*REQUIREMENT:*
Find every line in the records below that holds the word "mpsc", and copy each one.

*RECORD EXCERPTS:*
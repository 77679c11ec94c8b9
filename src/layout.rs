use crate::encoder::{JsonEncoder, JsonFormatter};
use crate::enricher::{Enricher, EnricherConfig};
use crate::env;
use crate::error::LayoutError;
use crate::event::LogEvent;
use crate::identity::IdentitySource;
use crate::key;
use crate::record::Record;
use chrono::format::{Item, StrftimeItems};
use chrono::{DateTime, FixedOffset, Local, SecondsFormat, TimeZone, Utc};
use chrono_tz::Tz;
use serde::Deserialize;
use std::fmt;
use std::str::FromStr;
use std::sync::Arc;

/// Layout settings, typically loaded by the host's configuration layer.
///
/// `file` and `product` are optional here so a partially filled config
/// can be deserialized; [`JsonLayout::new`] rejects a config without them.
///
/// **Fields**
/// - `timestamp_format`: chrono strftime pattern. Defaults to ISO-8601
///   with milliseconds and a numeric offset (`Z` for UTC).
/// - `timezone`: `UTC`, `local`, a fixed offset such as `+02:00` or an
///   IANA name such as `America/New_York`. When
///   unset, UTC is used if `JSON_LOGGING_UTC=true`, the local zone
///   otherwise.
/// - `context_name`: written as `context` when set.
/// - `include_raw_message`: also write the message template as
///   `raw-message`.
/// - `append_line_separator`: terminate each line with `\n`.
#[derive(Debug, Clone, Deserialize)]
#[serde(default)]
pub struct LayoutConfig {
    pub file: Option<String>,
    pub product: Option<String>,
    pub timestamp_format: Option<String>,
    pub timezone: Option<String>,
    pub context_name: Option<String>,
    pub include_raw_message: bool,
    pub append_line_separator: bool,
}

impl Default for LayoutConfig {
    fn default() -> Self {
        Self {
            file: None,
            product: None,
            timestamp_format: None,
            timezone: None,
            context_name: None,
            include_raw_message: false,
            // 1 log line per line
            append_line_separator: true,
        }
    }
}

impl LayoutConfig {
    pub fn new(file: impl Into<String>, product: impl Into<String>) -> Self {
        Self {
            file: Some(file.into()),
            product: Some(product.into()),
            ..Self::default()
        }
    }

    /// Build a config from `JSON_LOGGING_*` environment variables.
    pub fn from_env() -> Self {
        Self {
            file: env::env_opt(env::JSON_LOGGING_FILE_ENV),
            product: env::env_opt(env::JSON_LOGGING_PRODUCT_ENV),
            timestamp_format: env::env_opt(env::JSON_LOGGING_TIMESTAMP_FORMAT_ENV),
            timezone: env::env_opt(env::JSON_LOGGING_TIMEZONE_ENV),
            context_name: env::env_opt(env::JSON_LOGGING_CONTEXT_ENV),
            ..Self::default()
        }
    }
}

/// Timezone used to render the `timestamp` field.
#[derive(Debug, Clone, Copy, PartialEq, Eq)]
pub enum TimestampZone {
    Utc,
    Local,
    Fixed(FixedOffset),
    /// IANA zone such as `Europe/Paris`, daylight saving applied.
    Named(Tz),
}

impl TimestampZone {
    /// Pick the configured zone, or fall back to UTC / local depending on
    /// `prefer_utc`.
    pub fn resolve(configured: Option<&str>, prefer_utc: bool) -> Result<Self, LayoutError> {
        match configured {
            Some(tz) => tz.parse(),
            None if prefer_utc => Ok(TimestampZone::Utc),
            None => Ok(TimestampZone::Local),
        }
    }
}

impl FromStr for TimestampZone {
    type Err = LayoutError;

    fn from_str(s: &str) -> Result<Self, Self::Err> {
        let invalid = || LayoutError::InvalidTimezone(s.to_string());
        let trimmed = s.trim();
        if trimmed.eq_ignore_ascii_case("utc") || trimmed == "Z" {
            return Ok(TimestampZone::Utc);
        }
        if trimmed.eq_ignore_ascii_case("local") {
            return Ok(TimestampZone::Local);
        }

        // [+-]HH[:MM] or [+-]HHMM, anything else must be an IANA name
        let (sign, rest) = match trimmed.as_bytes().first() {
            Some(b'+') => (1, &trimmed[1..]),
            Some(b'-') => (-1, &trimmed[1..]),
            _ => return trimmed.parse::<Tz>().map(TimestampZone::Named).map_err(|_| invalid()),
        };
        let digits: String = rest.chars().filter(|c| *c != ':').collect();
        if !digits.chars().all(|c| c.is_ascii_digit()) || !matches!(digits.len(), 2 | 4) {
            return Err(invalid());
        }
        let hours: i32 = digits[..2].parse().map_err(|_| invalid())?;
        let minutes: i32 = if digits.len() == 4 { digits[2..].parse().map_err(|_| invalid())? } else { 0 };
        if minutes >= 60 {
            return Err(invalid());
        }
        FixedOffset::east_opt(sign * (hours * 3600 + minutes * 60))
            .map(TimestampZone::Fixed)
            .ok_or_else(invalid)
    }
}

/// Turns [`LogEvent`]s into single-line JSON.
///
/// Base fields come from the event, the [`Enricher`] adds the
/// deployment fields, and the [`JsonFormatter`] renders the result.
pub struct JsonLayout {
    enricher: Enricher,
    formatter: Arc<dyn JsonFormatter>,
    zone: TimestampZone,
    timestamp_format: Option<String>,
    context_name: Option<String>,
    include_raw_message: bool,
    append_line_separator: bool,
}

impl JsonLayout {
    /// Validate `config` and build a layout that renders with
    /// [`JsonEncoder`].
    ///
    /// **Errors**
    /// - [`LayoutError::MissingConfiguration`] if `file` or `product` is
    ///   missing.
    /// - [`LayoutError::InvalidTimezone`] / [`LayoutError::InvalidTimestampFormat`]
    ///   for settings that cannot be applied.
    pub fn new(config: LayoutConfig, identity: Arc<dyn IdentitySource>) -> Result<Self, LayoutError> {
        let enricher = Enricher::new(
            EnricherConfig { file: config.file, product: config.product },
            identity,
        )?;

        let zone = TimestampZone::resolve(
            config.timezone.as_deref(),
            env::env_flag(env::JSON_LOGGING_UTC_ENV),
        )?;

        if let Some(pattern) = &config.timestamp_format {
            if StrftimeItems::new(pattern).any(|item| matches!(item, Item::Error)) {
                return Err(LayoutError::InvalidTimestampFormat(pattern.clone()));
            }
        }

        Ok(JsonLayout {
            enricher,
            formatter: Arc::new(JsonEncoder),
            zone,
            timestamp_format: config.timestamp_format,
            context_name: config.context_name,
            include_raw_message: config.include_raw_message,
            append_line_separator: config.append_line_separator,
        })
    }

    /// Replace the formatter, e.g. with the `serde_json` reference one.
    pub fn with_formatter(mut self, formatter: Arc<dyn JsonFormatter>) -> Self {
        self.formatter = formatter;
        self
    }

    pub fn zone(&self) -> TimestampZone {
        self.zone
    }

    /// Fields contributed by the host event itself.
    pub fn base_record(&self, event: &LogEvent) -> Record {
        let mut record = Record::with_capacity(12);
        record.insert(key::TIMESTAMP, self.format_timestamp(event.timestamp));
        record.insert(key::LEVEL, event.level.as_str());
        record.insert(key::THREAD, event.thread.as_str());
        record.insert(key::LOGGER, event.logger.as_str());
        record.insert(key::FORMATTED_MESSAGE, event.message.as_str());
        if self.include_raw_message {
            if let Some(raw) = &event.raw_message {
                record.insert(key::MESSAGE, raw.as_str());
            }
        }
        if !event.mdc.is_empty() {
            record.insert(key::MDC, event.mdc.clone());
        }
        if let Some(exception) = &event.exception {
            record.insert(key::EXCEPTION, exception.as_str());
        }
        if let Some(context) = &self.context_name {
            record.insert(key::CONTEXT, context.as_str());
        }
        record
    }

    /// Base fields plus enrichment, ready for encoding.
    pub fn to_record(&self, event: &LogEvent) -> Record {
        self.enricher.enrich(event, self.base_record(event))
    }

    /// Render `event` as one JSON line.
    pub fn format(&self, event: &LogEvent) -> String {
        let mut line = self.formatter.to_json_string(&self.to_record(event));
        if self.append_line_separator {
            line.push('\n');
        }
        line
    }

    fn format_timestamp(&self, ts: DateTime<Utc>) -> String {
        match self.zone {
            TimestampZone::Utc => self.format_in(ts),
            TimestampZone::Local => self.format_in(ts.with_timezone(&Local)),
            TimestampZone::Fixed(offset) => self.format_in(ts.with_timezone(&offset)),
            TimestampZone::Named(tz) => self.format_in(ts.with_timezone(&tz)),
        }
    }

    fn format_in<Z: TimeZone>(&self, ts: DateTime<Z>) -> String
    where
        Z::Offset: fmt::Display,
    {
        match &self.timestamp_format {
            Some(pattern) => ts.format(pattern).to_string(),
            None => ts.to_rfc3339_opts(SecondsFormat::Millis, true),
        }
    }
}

--

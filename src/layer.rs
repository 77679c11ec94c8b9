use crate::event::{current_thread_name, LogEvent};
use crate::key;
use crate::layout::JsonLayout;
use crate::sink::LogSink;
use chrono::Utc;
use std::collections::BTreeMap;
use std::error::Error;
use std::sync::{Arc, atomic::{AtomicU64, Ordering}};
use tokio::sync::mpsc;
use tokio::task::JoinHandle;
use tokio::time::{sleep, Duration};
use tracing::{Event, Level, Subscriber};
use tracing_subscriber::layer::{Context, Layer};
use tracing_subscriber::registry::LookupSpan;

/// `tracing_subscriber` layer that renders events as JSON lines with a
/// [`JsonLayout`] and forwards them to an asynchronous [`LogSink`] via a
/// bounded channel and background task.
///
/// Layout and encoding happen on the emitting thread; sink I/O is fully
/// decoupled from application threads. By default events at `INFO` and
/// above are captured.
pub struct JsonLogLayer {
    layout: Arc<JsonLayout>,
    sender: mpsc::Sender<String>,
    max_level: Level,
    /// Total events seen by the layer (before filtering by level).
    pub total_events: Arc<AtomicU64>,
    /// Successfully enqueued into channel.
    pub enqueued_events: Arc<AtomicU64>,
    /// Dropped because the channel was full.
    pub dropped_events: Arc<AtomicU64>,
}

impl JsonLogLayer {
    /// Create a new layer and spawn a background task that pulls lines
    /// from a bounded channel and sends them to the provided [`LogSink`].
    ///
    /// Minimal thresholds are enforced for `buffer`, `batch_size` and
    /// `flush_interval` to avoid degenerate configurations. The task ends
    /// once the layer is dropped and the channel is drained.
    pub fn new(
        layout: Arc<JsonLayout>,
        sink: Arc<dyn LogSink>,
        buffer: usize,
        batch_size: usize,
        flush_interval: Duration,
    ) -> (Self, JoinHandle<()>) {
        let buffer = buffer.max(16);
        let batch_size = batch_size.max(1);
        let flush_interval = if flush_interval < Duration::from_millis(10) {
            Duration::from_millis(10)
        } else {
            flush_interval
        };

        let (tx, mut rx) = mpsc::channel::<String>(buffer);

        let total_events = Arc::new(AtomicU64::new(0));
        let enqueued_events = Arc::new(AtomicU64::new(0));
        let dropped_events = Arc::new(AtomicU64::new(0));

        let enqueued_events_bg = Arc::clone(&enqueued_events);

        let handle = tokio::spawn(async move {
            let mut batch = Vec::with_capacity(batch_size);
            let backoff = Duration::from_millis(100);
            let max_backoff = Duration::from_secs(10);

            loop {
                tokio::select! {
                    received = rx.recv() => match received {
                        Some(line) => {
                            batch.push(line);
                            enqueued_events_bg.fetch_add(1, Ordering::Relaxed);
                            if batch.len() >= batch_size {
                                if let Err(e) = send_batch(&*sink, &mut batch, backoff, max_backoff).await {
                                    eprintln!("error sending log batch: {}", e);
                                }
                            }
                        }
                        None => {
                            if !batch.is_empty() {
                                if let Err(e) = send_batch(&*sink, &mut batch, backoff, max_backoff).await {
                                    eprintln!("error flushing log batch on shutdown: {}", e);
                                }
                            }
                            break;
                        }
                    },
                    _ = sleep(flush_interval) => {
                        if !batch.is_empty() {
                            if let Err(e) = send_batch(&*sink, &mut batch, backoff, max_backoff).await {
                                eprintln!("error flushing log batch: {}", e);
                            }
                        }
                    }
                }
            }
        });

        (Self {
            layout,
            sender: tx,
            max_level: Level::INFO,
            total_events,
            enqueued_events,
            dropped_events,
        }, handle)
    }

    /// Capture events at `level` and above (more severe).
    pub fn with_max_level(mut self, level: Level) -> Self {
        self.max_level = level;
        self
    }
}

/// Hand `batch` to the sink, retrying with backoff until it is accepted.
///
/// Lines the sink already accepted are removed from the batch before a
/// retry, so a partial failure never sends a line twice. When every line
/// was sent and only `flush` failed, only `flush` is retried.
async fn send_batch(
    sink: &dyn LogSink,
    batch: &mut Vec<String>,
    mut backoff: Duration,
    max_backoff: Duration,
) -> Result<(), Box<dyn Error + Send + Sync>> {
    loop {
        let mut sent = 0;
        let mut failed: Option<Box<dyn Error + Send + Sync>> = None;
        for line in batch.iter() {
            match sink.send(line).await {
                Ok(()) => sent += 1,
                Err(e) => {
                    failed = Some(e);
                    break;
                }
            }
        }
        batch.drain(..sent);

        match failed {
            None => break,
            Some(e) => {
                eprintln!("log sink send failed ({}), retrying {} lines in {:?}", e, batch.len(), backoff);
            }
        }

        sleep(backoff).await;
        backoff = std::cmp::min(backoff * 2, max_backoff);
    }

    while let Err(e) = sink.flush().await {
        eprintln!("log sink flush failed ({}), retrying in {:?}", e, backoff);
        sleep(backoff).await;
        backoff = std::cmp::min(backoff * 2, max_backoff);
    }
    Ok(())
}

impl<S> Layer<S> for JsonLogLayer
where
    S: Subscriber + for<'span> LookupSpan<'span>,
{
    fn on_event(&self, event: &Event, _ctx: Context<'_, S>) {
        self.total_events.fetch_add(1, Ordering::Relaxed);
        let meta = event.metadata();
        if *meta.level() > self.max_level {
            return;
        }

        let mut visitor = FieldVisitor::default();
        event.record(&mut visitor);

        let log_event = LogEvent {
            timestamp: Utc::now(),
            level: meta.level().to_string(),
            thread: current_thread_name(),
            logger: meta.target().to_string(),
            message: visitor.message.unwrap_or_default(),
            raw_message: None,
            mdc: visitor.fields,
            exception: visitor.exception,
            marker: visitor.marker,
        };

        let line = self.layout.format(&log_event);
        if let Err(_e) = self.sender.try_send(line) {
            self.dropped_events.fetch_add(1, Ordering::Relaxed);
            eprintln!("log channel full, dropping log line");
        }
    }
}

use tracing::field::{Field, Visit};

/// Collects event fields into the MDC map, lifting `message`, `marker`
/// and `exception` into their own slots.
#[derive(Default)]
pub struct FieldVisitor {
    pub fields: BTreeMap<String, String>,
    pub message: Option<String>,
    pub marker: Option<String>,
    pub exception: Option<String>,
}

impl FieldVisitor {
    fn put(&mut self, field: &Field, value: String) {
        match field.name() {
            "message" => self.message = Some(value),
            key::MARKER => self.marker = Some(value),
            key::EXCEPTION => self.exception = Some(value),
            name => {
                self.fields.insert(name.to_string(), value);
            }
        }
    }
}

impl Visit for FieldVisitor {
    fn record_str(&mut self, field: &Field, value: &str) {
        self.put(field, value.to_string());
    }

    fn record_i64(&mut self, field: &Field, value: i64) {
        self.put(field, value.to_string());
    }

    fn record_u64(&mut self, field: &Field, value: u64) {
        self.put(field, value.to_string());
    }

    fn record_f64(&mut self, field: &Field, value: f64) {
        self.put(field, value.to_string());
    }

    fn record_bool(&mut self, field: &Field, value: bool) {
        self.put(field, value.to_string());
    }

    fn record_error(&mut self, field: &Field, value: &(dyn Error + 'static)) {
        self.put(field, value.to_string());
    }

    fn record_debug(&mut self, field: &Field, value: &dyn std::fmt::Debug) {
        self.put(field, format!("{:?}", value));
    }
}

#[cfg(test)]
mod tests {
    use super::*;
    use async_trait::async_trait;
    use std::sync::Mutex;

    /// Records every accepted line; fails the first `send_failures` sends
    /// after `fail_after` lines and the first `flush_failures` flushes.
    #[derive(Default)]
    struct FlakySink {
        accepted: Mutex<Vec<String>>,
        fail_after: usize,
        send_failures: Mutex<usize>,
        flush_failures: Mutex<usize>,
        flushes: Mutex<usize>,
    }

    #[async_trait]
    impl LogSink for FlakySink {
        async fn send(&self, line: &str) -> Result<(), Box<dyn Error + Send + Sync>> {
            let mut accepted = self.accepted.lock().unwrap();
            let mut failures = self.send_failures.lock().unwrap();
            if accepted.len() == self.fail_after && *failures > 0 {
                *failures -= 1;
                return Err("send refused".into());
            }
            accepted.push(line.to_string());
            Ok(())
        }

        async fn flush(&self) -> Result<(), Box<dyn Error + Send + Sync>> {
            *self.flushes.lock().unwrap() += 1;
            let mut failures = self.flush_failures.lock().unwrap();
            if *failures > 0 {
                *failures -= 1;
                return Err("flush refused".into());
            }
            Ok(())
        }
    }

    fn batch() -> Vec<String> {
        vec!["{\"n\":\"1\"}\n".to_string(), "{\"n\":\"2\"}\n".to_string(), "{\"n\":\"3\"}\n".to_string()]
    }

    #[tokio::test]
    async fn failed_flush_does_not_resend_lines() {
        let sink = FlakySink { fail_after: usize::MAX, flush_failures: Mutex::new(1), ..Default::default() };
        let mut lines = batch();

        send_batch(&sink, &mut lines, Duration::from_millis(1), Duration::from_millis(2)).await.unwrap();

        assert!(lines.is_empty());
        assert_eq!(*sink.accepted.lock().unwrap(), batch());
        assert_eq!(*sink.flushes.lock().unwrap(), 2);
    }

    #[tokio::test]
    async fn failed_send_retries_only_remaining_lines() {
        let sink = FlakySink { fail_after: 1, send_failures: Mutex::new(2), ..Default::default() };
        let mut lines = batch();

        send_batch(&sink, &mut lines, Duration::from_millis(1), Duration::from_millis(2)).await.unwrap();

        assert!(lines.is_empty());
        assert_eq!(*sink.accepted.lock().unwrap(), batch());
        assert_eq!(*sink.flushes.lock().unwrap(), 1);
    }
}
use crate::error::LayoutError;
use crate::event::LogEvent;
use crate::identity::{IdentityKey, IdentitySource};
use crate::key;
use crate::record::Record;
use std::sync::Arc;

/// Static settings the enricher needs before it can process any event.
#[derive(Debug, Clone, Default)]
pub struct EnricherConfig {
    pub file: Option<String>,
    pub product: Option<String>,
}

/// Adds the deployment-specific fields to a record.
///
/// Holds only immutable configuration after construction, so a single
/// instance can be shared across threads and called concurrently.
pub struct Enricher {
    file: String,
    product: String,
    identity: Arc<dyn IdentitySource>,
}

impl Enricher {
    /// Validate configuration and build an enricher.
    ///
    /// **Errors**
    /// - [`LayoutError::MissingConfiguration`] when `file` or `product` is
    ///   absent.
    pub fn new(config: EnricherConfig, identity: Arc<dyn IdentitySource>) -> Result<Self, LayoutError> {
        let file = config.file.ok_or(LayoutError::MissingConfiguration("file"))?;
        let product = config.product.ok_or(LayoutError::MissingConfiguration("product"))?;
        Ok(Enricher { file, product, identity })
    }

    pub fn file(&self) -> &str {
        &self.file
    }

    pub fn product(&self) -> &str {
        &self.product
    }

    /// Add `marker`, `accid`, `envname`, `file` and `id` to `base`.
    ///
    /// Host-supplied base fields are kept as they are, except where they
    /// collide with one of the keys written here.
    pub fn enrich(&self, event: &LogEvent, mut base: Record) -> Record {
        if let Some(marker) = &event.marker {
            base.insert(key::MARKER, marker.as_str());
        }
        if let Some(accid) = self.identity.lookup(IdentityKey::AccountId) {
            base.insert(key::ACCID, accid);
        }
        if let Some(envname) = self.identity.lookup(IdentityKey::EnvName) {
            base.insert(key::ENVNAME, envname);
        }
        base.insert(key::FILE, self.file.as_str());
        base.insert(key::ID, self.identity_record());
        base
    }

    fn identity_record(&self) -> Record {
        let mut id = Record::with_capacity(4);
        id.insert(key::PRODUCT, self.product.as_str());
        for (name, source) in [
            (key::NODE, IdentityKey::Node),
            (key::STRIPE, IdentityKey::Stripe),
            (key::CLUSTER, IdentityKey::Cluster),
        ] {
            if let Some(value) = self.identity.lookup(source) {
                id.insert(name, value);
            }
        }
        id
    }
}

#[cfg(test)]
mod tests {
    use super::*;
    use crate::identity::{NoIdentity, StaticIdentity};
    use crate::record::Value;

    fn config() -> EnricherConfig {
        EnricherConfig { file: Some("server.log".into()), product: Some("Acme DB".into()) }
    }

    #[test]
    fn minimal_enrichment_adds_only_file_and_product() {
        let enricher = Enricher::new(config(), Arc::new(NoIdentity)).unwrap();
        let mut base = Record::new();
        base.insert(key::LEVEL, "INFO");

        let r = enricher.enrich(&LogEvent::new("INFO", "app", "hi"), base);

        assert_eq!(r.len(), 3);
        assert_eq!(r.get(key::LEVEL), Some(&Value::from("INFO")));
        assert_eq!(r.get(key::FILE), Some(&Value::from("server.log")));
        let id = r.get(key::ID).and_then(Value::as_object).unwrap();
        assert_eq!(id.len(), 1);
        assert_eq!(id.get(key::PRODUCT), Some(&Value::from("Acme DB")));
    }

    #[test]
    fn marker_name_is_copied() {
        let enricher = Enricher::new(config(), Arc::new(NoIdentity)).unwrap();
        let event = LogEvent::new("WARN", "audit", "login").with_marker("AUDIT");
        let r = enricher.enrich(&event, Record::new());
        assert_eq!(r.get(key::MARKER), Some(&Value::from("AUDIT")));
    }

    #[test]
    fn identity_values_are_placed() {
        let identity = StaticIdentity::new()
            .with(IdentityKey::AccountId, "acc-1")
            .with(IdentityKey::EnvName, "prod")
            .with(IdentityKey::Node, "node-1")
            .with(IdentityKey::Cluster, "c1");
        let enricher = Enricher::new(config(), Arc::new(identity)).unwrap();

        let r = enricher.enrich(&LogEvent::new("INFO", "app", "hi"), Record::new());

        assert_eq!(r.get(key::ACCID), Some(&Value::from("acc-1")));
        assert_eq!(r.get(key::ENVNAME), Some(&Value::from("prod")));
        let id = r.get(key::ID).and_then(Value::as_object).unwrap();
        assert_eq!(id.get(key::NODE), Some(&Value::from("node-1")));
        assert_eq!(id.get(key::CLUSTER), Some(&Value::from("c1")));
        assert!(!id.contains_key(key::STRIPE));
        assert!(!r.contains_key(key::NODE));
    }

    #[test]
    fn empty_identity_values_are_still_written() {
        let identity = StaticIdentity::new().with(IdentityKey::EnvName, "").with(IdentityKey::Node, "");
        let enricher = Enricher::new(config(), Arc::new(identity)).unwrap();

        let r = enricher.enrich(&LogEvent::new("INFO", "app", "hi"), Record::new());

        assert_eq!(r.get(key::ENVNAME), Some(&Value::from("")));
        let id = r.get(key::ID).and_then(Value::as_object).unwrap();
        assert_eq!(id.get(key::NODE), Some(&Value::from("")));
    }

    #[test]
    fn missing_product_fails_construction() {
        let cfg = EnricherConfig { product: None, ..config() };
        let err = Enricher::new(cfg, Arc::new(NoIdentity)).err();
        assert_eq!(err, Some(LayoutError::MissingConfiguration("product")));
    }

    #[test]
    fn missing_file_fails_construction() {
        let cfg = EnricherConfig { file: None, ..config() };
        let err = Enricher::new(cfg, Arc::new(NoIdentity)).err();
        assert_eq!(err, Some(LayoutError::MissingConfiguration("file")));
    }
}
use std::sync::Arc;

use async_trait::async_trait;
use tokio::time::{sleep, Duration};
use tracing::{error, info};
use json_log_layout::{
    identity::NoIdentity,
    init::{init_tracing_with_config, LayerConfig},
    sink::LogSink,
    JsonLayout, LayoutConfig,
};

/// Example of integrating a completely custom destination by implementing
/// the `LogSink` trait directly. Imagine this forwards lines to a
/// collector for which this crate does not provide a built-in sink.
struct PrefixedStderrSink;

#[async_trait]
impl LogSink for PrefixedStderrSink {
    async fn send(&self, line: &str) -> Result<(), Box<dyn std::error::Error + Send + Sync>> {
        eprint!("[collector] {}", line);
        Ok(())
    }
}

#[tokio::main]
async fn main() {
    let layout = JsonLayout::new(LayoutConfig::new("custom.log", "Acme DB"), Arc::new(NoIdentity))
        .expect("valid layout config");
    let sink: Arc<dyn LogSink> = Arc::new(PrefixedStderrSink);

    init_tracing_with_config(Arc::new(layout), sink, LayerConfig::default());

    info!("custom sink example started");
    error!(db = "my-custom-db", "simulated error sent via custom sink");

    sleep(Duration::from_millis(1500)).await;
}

*EXERCISE RESPONSE:*
use tokio::sync::mpsc;
    sender: mpsc::Sender<String>,
        let (tx, mut rx) = mpsc::channel::<String>(buffer);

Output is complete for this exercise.